Description of the task. The material is to be repeated exactly, from first line to last.

=======

// ── Prompt gate ───────────────────────────────────────────────────────────────
//
// A single persistent DWORD under the app root records that the user has been
// offered the default-app change.  It is set just before the prompt is shown
// and never cleared, so the offer happens at most once whatever the answer.

use log::warn;

use super::{
    store::{RegValue, RegistrationStore},
    ASKED_VALUE,
};

pub struct PromptGate<'a> {
    store: &'a dyn RegistrationStore,
    app_root: &'a str,
}

impl<'a> PromptGate<'a> {
    pub fn new(store: &'a dyn RegistrationStore, app_root: &'a str) -> Self {
        Self { store, app_root }
    }

    /// `true` unless a non-zero flag is stored.  Unreadable means "ask".
    pub fn can_ask(&self) -> bool {
        match self.store.get_value(self.app_root, ASKED_VALUE) {
            Ok(Some(RegValue::Dword(v))) => v == 0,
            Ok(_) => true,
            Err(e) => {
                warn!("cannot read prompt flag: {e}");
                true
            }
        }
    }

    /// Persist the flag.  Only the orchestrator calls this, immediately before
    /// the prompt is scheduled.  A failed write means the user may be asked
    /// again next run.
    pub(super) fn mark_asked(&self) {
        if let Err(e) = self
            .store
            .set_value(self.app_root, ASKED_VALUE, &RegValue::Dword(1))
        {
            warn!("cannot persist prompt flag: {e}");
        }
    }
}
// ── Win32 platform implementation ─────────────────────────────────────────────
//
// The only module tree in the crate where `unsafe` code is permitted.  Every
// `unsafe` block MUST carry a `// SAFETY:` comment that states:
//   • which invariant makes the operation sound, and
//   • what the caller is responsible for maintaining.
//
// Nothing in this module is `pub` beyond what callers genuinely need; keep the
// unsafe surface as small as possible.

#![allow(unsafe_code)]

// ── Sub-modules ───────────────────────────────────────────────────────────────

pub mod registry; // HKCU-backed RegistrationStore
pub mod shell; // ShellExecuteW + COM association dialog
pub mod window; // message-only window, UI scheduler, prompt, message loop

/// Null-terminated UTF-16 copy of `s` for `PCWSTR` parameters.
pub(crate) fn to_wide(s: &str) -> Vec<u16> {
    s.encode_utf16().chain(std::iter::once(0)).collect()
}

=======

Solution for this problem.
// ── Prompt gate ───────────────────────────────────────────────────────────────
//
// A single persistent DWORD under the app root records that the user has been
// offered the default-app change.  It is set just before the prompt is shown
// and never cleared, so the offer happens at most once whatever the answer.

use log::warn;

use super::{
    store::{RegValue, RegistrationStore},
    ASKED_VALUE,
};

pub struct PromptGate<'a> {
    store: &'a dyn RegistrationStore,
    app_root: &'a str,
}

impl<'a> PromptGate<'a> {
    pub fn new(store: &'a dyn RegistrationStore, app_root: &'a str) -> Self {
        Self { store, app_root }
    }

    /// `true` unless a non-zero flag is stored.  Unreadable means "ask".
    pub fn can_ask(&self) -> bool {
        match self.store.get_value(self.app_root, ASKED_VALUE) {
            Ok(Some(RegValue::Dword(v))) => v == 0,
            Ok(_) => true,
            Err(e) => {
                warn!("cannot read prompt flag: {e}");
                true
            }
        }
    }

    /// Persist the flag.  Only the orchestrator calls this, immediately before
    /// the prompt is scheduled.  A failed write means the user may be asked
    /// again next run.
    pub(super) fn mark_asked(&self) {
        if let Err(e) = self
            .store
            .set_value(self.app_root, ASKED_VALUE, &RegValue::Dword(1))
        {
            warn!("cannot persist prompt flag: {e}");
        }
    }
}
// ── Win32 platform implementation ─────────────────────────────────────────────
//
// The only module tree in the crate where `unsafe` code is permitted.  Every
// `unsafe` block MUST carry a `// SAFETY:` comment that states:
//   • which invariant makes the operation sound, and
//   • what the caller is responsible for maintaining.
//
// Nothing in this module is `pub` beyond what callers genuinely need; keep the
// unsafe surface as small as possible.

#![allow(unsafe_code)]

// ── Sub-modules ───────────────────────────────────────────────────────────────

pub mod registry; // HKCU-backed RegistrationStore
pub mod shell; // ShellExecuteW + COM association dialog
pub mod window; // message-only window, UI scheduler, prompt, message loop

/// Null-terminated UTF-16 copy of `s` for `PCWSTR` parameters.
pub(crate) fn to_wide(s: &str) -> Vec<u16> {
    s.encode_utf16().chain(std::iter::once(0)).collect()
}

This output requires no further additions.